-- INPUT DATA follows --
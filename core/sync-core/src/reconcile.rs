//! Keeps denormalized collections in step with the resources they mirror.
//!
//! A parent such as a host carries `instances`, a cached copy of "every
//! instance whose `hosts` pointer names me". The feed only tells us about the
//! instance, so each change is fanned out to the parents it should (or should
//! no longer) appear on.
//!
//! Fetch-then-mutate steps are spawned and never awaited by the caller. The
//! graph converges once they land; [`Pending::settled`] exists for callers
//! that need to observe that point (tests, replay).

use std::collections::BTreeSet;
use std::sync::Arc;

use futures::future::join_all;
use tokio::task::JoinHandle;
use tracing::{debug, trace};

use crate::config::SyncConfig;
use crate::decoder::ResourceChange;
use crate::error::SyncError;
use crate::resource::ResourceRef;
use crate::store::Store;

pub const BALANCER_CONFIG_RELATION: &str = "loadBalancerConfig";
pub const BALANCER_CONFIG_KIND: &str = "loadBalancerConfig";
pub const BALANCER_CONFIG_POINTER: &str = "loadBalancerConfigId";
pub const BALANCERS_FIELD: &str = "loadBalancers";
pub const VOLUME_KIND: &str = "volume";
pub const MOUNTS_FIELD: &str = "mounts";
pub const MOUNT_POINTER: &str = "volumeId";

/// Which parent collection mirrors which pointer field.
#[derive(Debug, Clone, Copy, PartialEq, Eq)]
pub struct IncludeRule {
    pub parent_kind: &'static str,
    pub dest_field: &'static str,
    pub pointer_field: &'static str,
}

impl IncludeRule {
    pub const fn new(
        parent_kind: &'static str,
        dest_field: &'static str,
        pointer_field: &'static str,
    ) -> Self {
        Self {
            parent_kind,
            dest_field,
            pointer_field,
        }
    }
}

#[derive(Debug, Clone, Copy, PartialEq, Eq)]
pub enum Handler {
    Include(IncludeRule),
    /// Balancer membership in its single resolved config.
    BalancerConfig,
    /// Mount replace-or-append on its volume.
    Mount,
}

const HOST_INSTANCES: IncludeRule = IncludeRule::new("host", "instances", "hosts");
const ENVIRONMENT_SERVICES: IncludeRule =
    IncludeRule::new("environment", "services", "environmentId");

/// Resource kind of a change → how to repair the graph.
pub const HANDLERS: &[(&str, Handler)] = &[
    ("container", Handler::Include(HOST_INSTANCES)),
    ("instance", Handler::Include(HOST_INSTANCES)),
    (
        "ipAddress",
        Handler::Include(IncludeRule::new("host", "ipAddresses", "hosts")),
    ),
    (
        "host",
        Handler::Include(IncludeRule::new("machine", "hosts", "physicalHostId")),
    ),
    (
        "loadBalancerTarget",
        Handler::Include(IncludeRule::new(
            "loadBalancer",
            "loadBalancerTargets",
            "loadBalancerId",
        )),
    ),
    (
        "registryCredential",
        Handler::Include(IncludeRule::new("registry", "credentials", "registryId")),
    ),
    ("service", Handler::Include(ENVIRONMENT_SERVICES)),
    ("loadBalancerService", Handler::Include(ENVIRONMENT_SERVICES)),
    ("dnsService", Handler::Include(ENVIRONMENT_SERVICES)),
    ("externalService", Handler::Include(ENVIRONMENT_SERVICES)),
    ("loadBalancer", Handler::BalancerConfig),
    ("mount", Handler::Mount),
    // No `loadBalancerConfig` entry: a config carries no pointer to the
    // balancers or listeners that use it, so there is no parent to repair.
    // Balancer changes keep `loadBalancers` current from the other side.
];

pub fn handler_for(kind: &str) -> Option<Handler> {
    HANDLERS
        .iter()
        .find(|(candidate, _)| *candidate == kind)
        .map(|(_, handler)| *handler)
}

/// Background mutations started by one reconcile call.
#[derive(Debug, Default)]
#[must_use = "drop to fire-and-forget, or await `settled` to observe convergence"]
pub struct Pending {
    tasks: Vec<JoinHandle<()>>,
}

impl Pending {
    pub fn len(&self) -> usize {
        self.tasks.len()
    }

    pub fn is_empty(&self) -> bool {
        self.tasks.is_empty()
    }

    pub fn extend(&mut self, other: Pending) {
        self.tasks.extend(other.tasks);
    }

    /// Forgets tasks that already finished.
    pub fn prune(&mut self) {
        self.tasks.retain(|task| !task.is_finished());
    }

    /// Cancels every step that has not landed yet.
    pub fn abort(&mut self) {
        for task in self.tasks.drain(..) {
            task.abort();
        }
    }

    /// Waits for every spawned mutation. Task panics and cancellations are
    /// swallowed.
    pub async fn settled(self) {
        for result in join_all(self.tasks).await {
            if let Err(err) = result {
                debug!(error = %err, "Reconcile task did not complete");
            }
        }
    }
}

pub struct Reconciler {
    store: Arc<dyn Store>,
    terminal_states: Arc<BTreeSet<String>>,
}

impl Reconciler {
    pub fn new(store: Arc<dyn Store>, config: &SyncConfig) -> Self {
        Self {
            store,
            terminal_states: Arc::new(config.terminal_states.clone()),
        }
    }

    fn is_terminal(&self, state: Option<&str>) -> bool {
        is_terminal(&self.terminal_states, state)
    }

    /// Dispatches a decoded change to its handler.
    pub fn apply(&self, change: &ResourceChange) -> Pending {
        match handler_for(&change.resource_type) {
            Some(Handler::Include(rule)) => self.reconcile(rule, &change.resource),
            Some(Handler::BalancerConfig) => {
                self.balancer_changed(&change.resource);
                Pending::default()
            }
            Some(Handler::Mount) => {
                self.mount_changed(&change.resource);
                Pending::default()
            }
            None => {
                trace!(resource_type = %change.resource_type, "No handler for resource type");
                Pending::default()
            }
        }
    }

    /// Repairs `rule.dest_field` on every parent the changed resource should
    /// join or leave. Must be called from within a tokio runtime.
    pub fn reconcile(&self, rule: IncludeRule, changed: &ResourceRef) -> Pending {
        let changed_id = changed.id().to_string();
        let expected: BTreeSet<String> = {
            let resource = changed.read();
            if self.is_terminal(resource.state()) {
                BTreeSet::new()
            } else {
                resource.pointer_ids(rule.pointer_field)
            }
        };

        let current: BTreeSet<String> = self
            .store
            .all(rule.parent_kind)
            .into_iter()
            .filter(|parent| parent.read().collection_contains(rule.dest_field, &changed_id))
            .map(|parent| parent.id().to_string())
            .collect();

        debug!(
            resource = %changed.key(),
            parent_kind = rule.parent_kind,
            dest_field = rule.dest_field,
            expected = ?expected,
            current = ?current,
            "Reconciling include"
        );

        let mut pending = Pending::default();
        for parent_id in current.difference(&expected) {
            pending
                .tasks
                .push(self.spawn_remove(rule, parent_id.clone(), changed.clone()));
        }
        for parent_id in expected.difference(&current) {
            pending
                .tasks
                .push(self.spawn_add(rule, parent_id.clone(), changed.clone()));
        }
        pending
    }

    fn spawn_remove(
        &self,
        rule: IncludeRule,
        parent_id: String,
        changed: ResourceRef,
    ) -> JoinHandle<()> {
        let store = Arc::clone(&self.store);
        let terminal_states = Arc::clone(&self.terminal_states);
        let generation = store.generation();
        tokio::spawn(async move {
            if outlived(store.as_ref(), generation, rule, &parent_id) {
                return;
            }
            match store.find(rule.parent_kind, &parent_id).await {
                Ok(parent) => {
                    if outlived(store.as_ref(), generation, rule, &parent_id) {
                        return;
                    }
                    if belongs_to(&changed, rule, &parent_id, &terminal_states) {
                        trace!(parent = %parent.key(), "Pointer moved back; keeping member");
                        return;
                    }
                    let removed = parent
                        .write()
                        .remove_from_collection(rule.dest_field, changed.id());
                    if removed > 0 {
                        debug!(
                            parent = %parent.key(),
                            dest_field = rule.dest_field,
                            removed = %changed.key(),
                            "Removed from include"
                        );
                    }
                }
                Err(err) => {
                    debug!(
                        error = %err,
                        parent_kind = rule.parent_kind,
                        parent_id = %parent_id,
                        "Parent lookup failed; skipping removal"
                    );
                }
            }
        })
    }

    fn spawn_add(
        &self,
        rule: IncludeRule,
        parent_id: String,
        changed: ResourceRef,
    ) -> JoinHandle<()> {
        let store = Arc::clone(&self.store);
        let terminal_states = Arc::clone(&self.terminal_states);
        let generation = store.generation();
        tokio::spawn(async move {
            if outlived(store.as_ref(), generation, rule, &parent_id) {
                return;
            }
            match store.find(rule.parent_kind, &parent_id).await {
                Ok(parent) => {
                    if outlived(store.as_ref(), generation, rule, &parent_id) {
                        return;
                    }
                    if !belongs_to(&changed, rule, &parent_id, &terminal_states) {
                        trace!(parent = %parent.key(), "Pointer moved on; skipping add");
                        return;
                    }
                    let mut guard = parent.write();
                    let members = guard.collection_mut(rule.dest_field);
                    if !members.iter().any(|member| member.id() == changed.id()) {
                        members.push(changed.clone());
                        debug!(
                            parent = %parent.key(),
                            dest_field = rule.dest_field,
                            added = %changed.key(),
                            "Added to include"
                        );
                    }
                }
                Err(err) => {
                    debug!(
                        error = %err,
                        parent_kind = rule.parent_kind,
                        parent_id = %parent_id,
                        "Parent lookup failed; skipping addition"
                    );
                }
            }
        })
    }

    /// Toggles the balancer's membership in its config's `loadBalancers`.
    pub fn balancer_changed(&self, balancer: &ResourceRef) {
        let (config, terminal) = {
            let resource = balancer.read();
            let config = resource.relation(BALANCER_CONFIG_RELATION).or_else(|| {
                resource
                    .pointer_ids(BALANCER_CONFIG_POINTER)
                    .into_iter()
                    .next()
                    .and_then(|id| self.store.get_by_id(BALANCER_CONFIG_KIND, &id))
            });
            (config, self.is_terminal(resource.state()))
        };

        let Some(config) = config else {
            debug!(balancer = %balancer.key(), "Balancer has no resolved config");
            return;
        };
        if config.same_instance(balancer) {
            return;
        }

        let mut guard = config.write();
        if terminal {
            guard.remove_from_collection(BALANCERS_FIELD, balancer.id());
        } else {
            let members = guard.collection_mut(BALANCERS_FIELD);
            if !members.iter().any(|member| member.id() == balancer.id()) {
                members.push(balancer.clone());
            }
        }
    }

    /// Replace-or-append on the owning volume's `mounts`, from local cache only.
    pub fn mount_changed(&self, mount: &ResourceRef) {
        let (volume_id, terminal) = {
            let resource = mount.read();
            (
                resource.pointer_ids(MOUNT_POINTER).into_iter().next(),
                self.is_terminal(resource.state()),
            )
        };

        let Some(volume) = volume_id
            .as_deref()
            .and_then(|id| self.store.get_by_id(VOLUME_KIND, id))
        else {
            let miss = SyncError::LookupMiss {
                kind: VOLUME_KIND.to_string(),
                id: volume_id.unwrap_or_default(),
            };
            debug!(mount = %mount.key(), error = %miss, "Skipping mount");
            return;
        };

        if terminal {
            volume.write().remove_from_collection(MOUNTS_FIELD, mount.id());
            return;
        }

        let existing = volume.read().collection(MOUNTS_FIELD).and_then(|members| {
            members
                .iter()
                .find(|member| member.id() == mount.id())
                .cloned()
        });

        match existing {
            Some(existing) if existing.same_instance(mount) => {}
            Some(existing) => {
                let update = mount.read().clone();
                existing.write().overwrite_from(&update);
            }
            None => volume.write().collection_mut(MOUNTS_FIELD).push(mount.clone()),
        }
    }
}

fn is_terminal(terminal_states: &BTreeSet<String>, state: Option<&str>) -> bool {
    state
        .map(|state| terminal_states.contains(state))
        .unwrap_or(false)
}

/// True once the store has been reset since the step was spawned. The
/// parent it was fetching belongs to the previous session.
fn outlived(store: &dyn Store, generation: u64, rule: IncludeRule, parent_id: &str) -> bool {
    if store.generation() == generation {
        return false;
    }
    let miss = SyncError::LookupMiss {
        kind: rule.parent_kind.to_string(),
        id: parent_id.to_string(),
    };
    trace!(error = %miss, generation, "Store reset under reconcile step; dropping it");
    true
}

/// Re-read at landing time: a later change may have moved the pointer since
/// the step was spawned.
fn belongs_to(
    changed: &ResourceRef,
    rule: IncludeRule,
    parent_id: &str,
    terminal_states: &BTreeSet<String>,
) -> bool {
    let resource = changed.read();
    !is_terminal(terminal_states, resource.state())
        && resource.pointer_ids(rule.pointer_field).contains(parent_id)
}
-- INPUT DATA concluded --
• **PROBLEM STATEMENT**:
Type out again, exactly as written, the lines from the beginning of the material through the one containing "should (or should".

• **OUTPUT OF THE EXERCISE**:
filename core/sync-core/src/reconcile.rs
//! Keeps denormalized collections in step with the resources they mirror.
//!
//! A parent such as a host carries `instances`, a cached copy of "every
//! instance whose `hosts` pointer names me". The feed only tells us about the
//! instance, so each change is fanned out to the parents it should (or should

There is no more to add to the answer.